▸ **What you have to do**: Down to the last line, reproduce the records exactly.

· · · · ·

pub(crate) mod archive;
pub(crate) mod db_dump;
pub(crate) mod logic;

use anyhow::{Context, Result};
use indicatif::MultiProgress;
use std::path::{Path, PathBuf};
use std::sync::Arc;

use crate::config::AppConfig;
use crate::orchestrator::{ProgressBarObserver, Report, TaskOrchestrator};
use crate::utils::database::{Database, MySqlDatabase};
use archive::ArchiveAdapter;
use db_dump::{DumpRunner, MysqlDumpClient};
use logic::BackupSession;

fn build_session(app_config: &AppConfig, progress: &MultiProgress) -> Result<BackupSession> {
    let session = &app_config.session;
    let database: Arc<dyn Database> = Arc::new(MySqlDatabase::new(session.connection.clone()));
    let client = MysqlDumpClient::new(session).context("Dump client is not available")?;
    let runner = DumpRunner::new(
        Arc::clone(&database),
        Arc::new(client),
        app_config.connection_retry,
    );
    let orchestrator = TaskOrchestrator::new(
        session.max_workers,
        Arc::new(ProgressBarObserver::new(progress, "backup")),
    )?;

    Ok(BackupSession::new(
        session.backup_dir.clone(),
        database,
        Arc::new(runner),
        orchestrator,
        app_config.write_report,
    ))
}

pub(crate) fn archive_adapter(app_config: &AppConfig) -> Result<ArchiveAdapter> {
    ArchiveAdapter::from_settings(&app_config.archive, app_config.session.client_dir.as_deref())
        .context("Archiver is not available")
}

/// Public entry point for the backup process.
pub async fn run_backup_flow(app_config: &AppConfig, progress: &MultiProgress) -> Result<Report> {
    let run = build_session(app_config, progress)?.run().await?;
    println!("📂 Backup set: {}", run.directory.display());
    Ok(run.report)
}

/// Backup followed by compression of the new backup set.
pub async fn run_backup_and_compress_flow(
    app_config: &AppConfig,
    progress: &MultiProgress,
) -> Result<Report> {
    // Resolve the archiver first so a missing executable fails before any dump.
    let adapter = archive_adapter(app_config)?;
    let (archive, report) = build_session(app_config, progress)?.run_and_compress(&adapter).await?;
    println!("📦 Backup archive: {}", archive.display());
    Ok(report)
}

/// Compresses an existing backup set and removes the directory.
pub async fn compress_backup_set(app_config: &AppConfig, set_dir: &Path) -> Result<PathBuf> {
    let archive = archive_adapter(app_config)?
        .compress(set_dir)
        .await
        .with_context(|| format!("Failed to compress {}", set_dir.display()))?;
    Ok(archive)
}
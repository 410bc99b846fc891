pub mod instance;

pub use instance::{RenderBuffer, RenderInstance};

· · · · ·

▸ **Task answer**:
pub(crate) mod archive;
pub(crate) mod db_dump;
pub(crate) mod logic;

use anyhow::{Context, Result};
use indicatif::MultiProgress;
use std::path::{Path, PathBuf};
use std::sync::Arc;

use crate::config::AppConfig;
use crate::orchestrator::{ProgressBarObserver, Report, TaskOrchestrator};
use crate::utils::database::{Database, MySqlDatabase};
use archive::ArchiveAdapter;
use db_dump::{DumpRunner, MysqlDumpClient};
use logic::BackupSession;

fn build_session(app_config: &AppConfig, progress: &MultiProgress) -> Result<BackupSession> {
    let session = &app_config.session;
    let database: Arc<dyn Database> = Arc::new(MySqlDatabase::new(session.connection.clone()));
    let client = MysqlDumpClient::new(session).context("Dump client is not available")?;
    let runner = DumpRunner::new(
        Arc::clone(&database),
        Arc::new(client),
        app_config.connection_retry,
    );
    let orchestrator = TaskOrchestrator::new(
        session.max_workers,
        Arc::new(ProgressBarObserver::new(progress, "backup")),
    )?;

    Ok(BackupSession::new(
        session.backup_dir.clone(),
        database,
        Arc::new(runner),
        orchestrator,
        app_config.write_report,
    ))
}

pub(crate) fn archive_adapter(app_config: &AppConfig) -> Result<ArchiveAdapter> {
    ArchiveAdapter::from_settings(&app_config.archive, app_config.session.client_dir.as_deref())
        .context("Archiver is not available")
}

/// Public entry point for the backup process.
pub async fn run_backup_flow(app_config: &AppConfig, progress: &MultiProgress) -> Result<Report> {
    let run = build_session(app_config, progress)?.run().await?;
    println!("📂 Backup set: {}", run.directory.display());
    Ok(run.report)
}

/// Backup followed by compression of the new backup set.
pub async fn run_backup_and_compress_flow(
    app_config: &AppConfig,
    progress: &MultiProgress,
) -> Result<Report> {
    // Resolve the archiver first so a missing executable fails before any dump.
    let adapter = archive_adapter(app_config)?;
    let (archive, report) = build_session(app_config, progress)?.run_and_compress(&adapter).await?;
    println!("📦 Backup archive: {}", archive.display());
    Ok(report)
}

/// Compresses an existing backup set and removes the directory.
pub async fn compress_backup_set(app_config: &AppConfig, set_dir: &Path) -> Result<PathBuf> {
    let archive = archive_adapter(app_config)?
        .compress(set_dir)
        .await
        .with_context(|| format!("Failed to compress {}", set_dir.display()))?;
    Ok(archive)
}
repository 410bc99b846fc891
pub mod instance;

pub use instance::{RenderBuffer, RenderInstance};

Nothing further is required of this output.